Keep trying to carry that water MSNBC, don't let the truth get in the way.
The foreclosures are not being put on the market so there is less inventory. Many are living in homes for years now that they are not paying for. So where I live, realtors are asking more for houses now. If you buy now your may be getting a lower interest rate but you are paying more for the house. And although assessments have gone down, property taxes are way up.
I agree, I was happy to see my assesed value go down, then the clerk said "maybe so, but that doesn't mean your taxes have as well". Yep, she was right, when my property taxes came due there was a slight tax increase,
Mine too. I have ended up paying $100.00 more per month in taxes. I got my home for less that the assessed value, but my mortgage payment went up in the middle of the year. What's going on here and how do I fix this mess?
You know why the home prices went up, dont you. The banks were bailed out. That enabled them to hold on to the properties after they foreclosed on them. The owners lost their equity and were kicked out. Then the banks turned around, refused to sell lower, waited it out and now are again making profits. The only people who lost were the people who got foreclosed. Some few people got some deals, granted, but majority of the people still can't get homes at decent prices.
The bailout was a really greedy and calculated decision to rob the american people (not the first time)
Yep, but now the foreclosure flood gates have been opened back up -so expect inventories to rise again.
Ah someone that does not know how foreclosures really work. First the owner more than likely has lived for free for almost a year so even if they had equity in their house they saved more than that not making payments.
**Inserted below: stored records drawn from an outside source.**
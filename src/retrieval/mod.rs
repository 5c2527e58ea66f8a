//! Query-time retrieval: nearest chunks mapped to bounded source snippets

use std::sync::Arc;

use serde::{Deserialize, Serialize};
use serde_json::Value;

use crate::error::{Error, Result};
use crate::providers::vector_index::{IndexMatch, VectorIndex};

/// A retrieved chunk projected for prompts and API responses
#[derive(Debug, Clone, PartialEq, Eq, Serialize, Deserialize)]
pub struct RetrievedChunk {
    /// Chunk identifier
    pub chunk_id: String,
    /// Source book identifier
    pub book_id: String,
    /// Source book title
    pub title: String,
    /// Bounded snippet of the chunk text, newlines collapsed to spaces
    pub text_snippet: String,
}

/// Retriever over an external vector index
///
/// Stateless per call; concurrent queries share it behind an `Arc` without
/// coordination.
pub struct Retriever {
    index: Arc<dyn VectorIndex>,
    snippet_chars: usize,
}

impl Retriever {
    /// Create a retriever with the given snippet bound
    pub fn new(index: Arc<dyn VectorIndex>, snippet_chars: usize) -> Self {
        Self {
            index,
            snippet_chars,
        }
    }

    /// Fetch the top-k nearest chunks for a query embedding.
    ///
    /// Results keep the index's own ranking, nearest first. An index with
    /// fewer than `k` matches returns what it has; zero matches is an empty
    /// Vec, never an error.
    pub async fn retrieve(&self, query_embedding: &[f32], k: usize) -> Result<Vec<RetrievedChunk>> {
        if k == 0 {
            return Err(Error::invalid_parameter("k must be >= 1"));
        }

        let matches = self.index.query(query_embedding, k).await?;
        Ok(matches
            .into_iter()
            .map(|m| self.project(m))
            .collect())
    }

    fn project(&self, m: IndexMatch) -> RetrievedChunk {
        RetrievedChunk {
            chunk_id: meta_str(&m.metadata, "chunk_id"),
            book_id: meta_str(&m.metadata, "book_id"),
            title: meta_str(&m.metadata, "title"),
            text_snippet: snippet(&m.document, self.snippet_chars),
        }
    }
}

fn meta_str(metadata: &std::collections::HashMap<String, Value>, key: &str) -> String {
    metadata
        .get(key)
        .and_then(Value::as_str)
        .unwrap_or_default()
        .to_string()
}

/// Truncate to at most `max_chars` characters and collapse newlines so the
/// snippet stays a single prompt-safe line.
fn snippet(text: &str, max_chars: usize) -> String {
    let truncated: String = text.chars().take(max_chars).collect();
    truncated.replace('\n', " ").trim().to_string()
}

#[cfg(test)]
mod tests {
    use super::*;
    use async_trait::async_trait;
    use serde_json::json;
    use std::collections::HashMap;

    struct StaticIndex {
        matches: Vec<IndexMatch>,
    }

    #[async_trait]
    impl VectorIndex for StaticIndex {
        async fn query(&self, _embedding: &[f32], k: usize) -> Result<Vec<IndexMatch>> {
            Ok(self.matches.iter().take(k).cloned().collect())
        }

        async fn add(
            &self,
            _ids: &[String],
            _embeddings: &[Vec<f32>],
            _documents: &[String],
            _metadatas: &[HashMap<String, Value>],
        ) -> Result<()> {
            Ok(())
        }

        fn name(&self) -> &str {
            "static"
        }
    }

    fn meta(chunk_id: &str, book_id: &str, title: &str) -> HashMap<String, Value> {
        HashMap::from([
            ("chunk_id".to_string(), json!(chunk_id)),
            ("book_id".to_string(), json!(book_id)),
            ("title".to_string(), json!(title)),
        ])
    }

    fn retriever(matches: Vec<IndexMatch>) -> Retriever {
        Retriever::new(Arc::new(StaticIndex { matches }), 300)
    }

    #[tokio::test]
    async fn returns_fewer_than_k_without_error() {
        let matches = vec![
            IndexMatch {
                document: "first chunk".into(),
                metadata: meta("b1_00000", "b1", "Book One"),
            },
            IndexMatch {
                document: "second chunk".into(),
                metadata: meta("b1_00001", "b1", "Book One"),
            },
        ];
        let chunks = retriever(matches).retrieve(&[0.1, 0.2], 5).await.unwrap();
        assert_eq!(chunks.len(), 2);
        assert_eq!(chunks[0].chunk_id, "b1_00000");
        assert_eq!(chunks[1].chunk_id, "b1_00001");
    }

    #[tokio::test]
    async fn empty_index_returns_empty_sequence() {
        let chunks = retriever(vec![]).retrieve(&[0.1], 5).await.unwrap();
        assert!(chunks.is_empty());
    }

    #[tokio::test]
    async fn rejects_zero_k() {
        let err = retriever(vec![]).retrieve(&[0.1], 0).await.unwrap_err();
        assert!(matches!(err, Error::InvalidParameter(_)));
    }

    #[tokio::test]
    async fn snippet_is_bounded_and_single_line() {
        let long_text = format!("line one\nline two\n{}", "x".repeat(400));
        let matches = vec![IndexMatch {
            document: long_text,
            metadata: meta("b2_00000", "b2", "Book Two"),
        }];
        let chunks = retriever(matches).retrieve(&[0.1], 1).await.unwrap();
        let snippet = &chunks[0].text_snippet;
        assert!(snippet.chars().count() <= 300);
        assert!(!snippet.contains('\n'));
        assert!(snippet.starts_with("line one line two"));
    }

    #[tokio::test]
    async fn missing_metadata_defaults_to_empty_strings() {
        let matches = vec![IndexMatch {
            document: "orphan text".into(),
            metadata: HashMap::new(),
        }];
        let chunks = retriever(matches).retrieve(&[0.1], 1).await.unwrap();
        assert_eq!(chunks[0].chunk_id, "");
        assert_eq!(chunks[0].book_id, "");
        assert_eq!(chunks[0].title, "");
        assert_eq!(chunks[0].text_snippet, "orphan text");
    }
}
The banks will offer the house at a foreclosure auction for what they are owed if the house has more value someone will offer more. The bank cannot bid more than it is owed. In the rare case where there are not a bunch of other liens on the property the owner will get this amount above the banks bid and some investor and not the bank will take the house. That investor may make a profit but there are lots of investors and they know the tiny number of properties on the foreclosure you can make a profit on. These houses go well over the bank offer price.
The only time the bank gets the house is when they are upside down. The bank can sit on it all they want and it will still be upside down. All this time they are paying the taxes and home owners dues. The banks hold very few, most are turned over to Hud or Faniemay and sold for way under market value.
What about the interest that the bank got ? There is no limit on how many times the bank can resell its property is there? :) Kick one guy out, sell it to another for what is owed (conveniently forget that you collected all the money as interest in the intial payments that the person made + the downpayment on the property). Then find another one, make that person pay a down payment, and if that guy succeeds in paying of the mortage, well the bank got its interest. If not, kick him out, and now you get to keep those interest payments as well, find the third guy. If I was a bank, I would keep reloaning my asset again and again, and keep foreclosing it back... Nice.
Anyway, agreed that its risky for the banks, but then, its obviously more risky for the owners. I am not siding with somebody who could not pay what was promised. Even if they lost a job, they should have not tried to bite more than they could chew.
All I am saying is that banks are not to pitied either. They exactly know how to make money and financial gains, after all they are in the Money Business!. My point was, there was no need to bail anybody out.
Bloomberg titled its article "Home prices fall more than forecast 3.8%" according to the Case Schiller report. As usual MSNBC spins the news. Hopium for all.
True, here are the highlights.
Home Prices Fall More Than Forecast in August
"The S&P/Case-Shiller index of property values in 20 cities fell 3.8 percent from August 2010, the group said today in New York. The median forecast of 30 economists surveyed by Bloomberg News was for a 3.5 percent decline.
“There is still a big imbalance between demand and supply,” said Guy LeBas, chief fixed-income strategist at Janney Montgomery Scott LLC in Philadelphia, who projected a 3.9 percent decline. “Prices will keep declining into 2012.”
Prices were little changed in August from the prior month after adjusting for seasonal variations, following a 0.1 percent decrease in July from June. The July reading was previously reported as a gain. Unadjusted prices rose 0.2 percent from the prior month after a 0.9 percent July advance.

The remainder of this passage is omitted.